As you might expect, not every country is rated by all 13 experts.  Some of this is because of geographical specialty. The experts from the African Development Bank don’t rate Switzerland, the USA, or France. PERC’s focus is a slice of Asia.
It’s not unreasonable to say then that the rating standards across all countries are not uniform given the diversity of focus, methodology, level of detail, etc. of the 13 experts and the fact that the same 13 experts do not rate each country.
The full data set shows the score, the standard error (think standard deviation but for a sample), the Upper CI and Lower CI.
There is a wealth of information here.  If you use the TI CPI, then you should be familiar with this information so you can use it intelligently.
For example, should we treat a rating with only 3 experts (the minimum required for a rating) as being as valid as one with 10?
If the standard error is large, should we assess that the rating is less accurate than one which has a smaller standard error?  For example, the SE for Switzerland is 1.57, Bahrain and the Philippines are at 1.81, Saudi is at 6.34, Qatar at 8.08, and Oman at 9.46.
MISPERCEPTION #5 - Ratings are Precise Measures
TI ranks some 180 countries.  100 is the theoretical “best” score.  0 the worst.
Denmark in the first rank with 88.
New Zealand is at 87.
Then four countries follow at 85.
All the way down to Syria (13) and Somalia (10).
This is some very precise parsing of differences in corruption.
Let’s stop and reflect for a moment.
We started with “perceptions” but we seem to have wound up with “precision”.  AA would argue “false” precision.
On a hundred point scale, NZ would appear to be 1% more corrupt than Denmark.
Can we really parse gradations this fine?
More importantly is there really a practical difference in corruption between Denmark (ranking #1 with 88) and Germany (ranking #11 with a score of 80)?
The answer to both questions is no
TI agrees with this at least in part.
In their FAQs, they answer a hypothetical question from a reader about changes of 1 or 2 points in a specific country’s rating year-on-year with:
“It is unlikely that a one or two point CPI score change would be statistically significant.”
AA would argue that even larger differences among countries are not significant either.

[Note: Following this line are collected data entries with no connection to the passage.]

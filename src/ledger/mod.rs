pub mod error;
pub mod ledger;
pub mod persistence;
pub mod store;
pub mod types;

pub use error::{LedgerError, LedgerErrorKind};
pub use ledger::CreditLedger;
pub use persistence::LedgerPersistence;
pub use store::{
    InsertOutcome, MarkReferredOutcome, MemoryUsageStore, UpdateOutcome, UsageStore,
};
pub use types::{DebitSource, UsageRecord};
use serde::{Deserialize, Serialize};

pub type UserId = String;
pub type TransactionId = String;

/// Number of free interpretations every account starts with.
pub const FREE_QUOTA: u32 = 5;

/// Credits granted to each side of a successful referral.
pub const REFERRAL_BONUS: u32 = 5;

/// Length of the user-id prefix that serves as a referral code.
pub const REFERRAL_CODE_LEN: usize = 8;

#[derive(Debug, Clone, Copy, PartialEq, Eq, Hash, Serialize, Deserialize)]
#[serde(rename_all = "snake_case")]
pub enum Perspective {
    Religious,
    Spiritual,
    Psychological,
}

impl Perspective {
    pub fn as_str(&self) -> &'static str {
        match self {
            Perspective::Religious => "religious",
            Perspective::Spiritual => "spiritual",
            Perspective::Psychological => "psychological",
        }
    }
}

#[derive(Debug, Clone, Copy, PartialEq, Eq, Serialize, Deserialize)]
#[serde(rename_all = "snake_case")]
pub enum Locale {
    English,
    Arabic,
}

/// The three generated texts returned for a single dream.
#[derive(Debug, Clone, PartialEq, Eq, Serialize, Deserialize)]
pub struct DreamInterpretation {
    pub religious: String,
    pub spiritual: String,
    pub psychological: String,
}
pub mod directory;
pub mod error;
pub mod log;
pub mod processor;
pub mod types;

pub use directory::{MemoryProfileDirectory, ProfileDirectory};
pub use error::{ReferralError, ReferralErrorKind};
pub use log::{MemoryReferralLog, ReferralLog};
pub use processor::ReferralProcessor;
pub use types::{ReferralGrant, ReferralRecord};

Let’s look at an endeavor that has more data and more rigorous mathematical analysis of the data, though one which is not devoid of opinion:  credit ratings. 
S&P, Moody’s, and Fitch rank issuers.
But they don’t assign them individual ranked ratings.  Rather they group them into categories of similar risk.
Those issuers least likely to default are rated (placed in category) AAA.  If distinctions are made, a “+” or “–“sign is used.
AA doesn’t think it’s a sensible proposition that corruption analysis is more scientific than credit analysis and hopes you do too.
AA suggests that TI adopt a similar approach in an effort to prevent misunderstanding and misuse of its rankings.  That is, divide countries into broad categories of risk of corruption like credit ratings or S&P's BICRA.
This will have the immediate effect of preventing users from plugging the current “precise” ratings into their models and coming up with equally imprecise results in theirs.
Some even more impressive with results to two digits to the right of the decimal point, though admittedly not on a 100 point scale.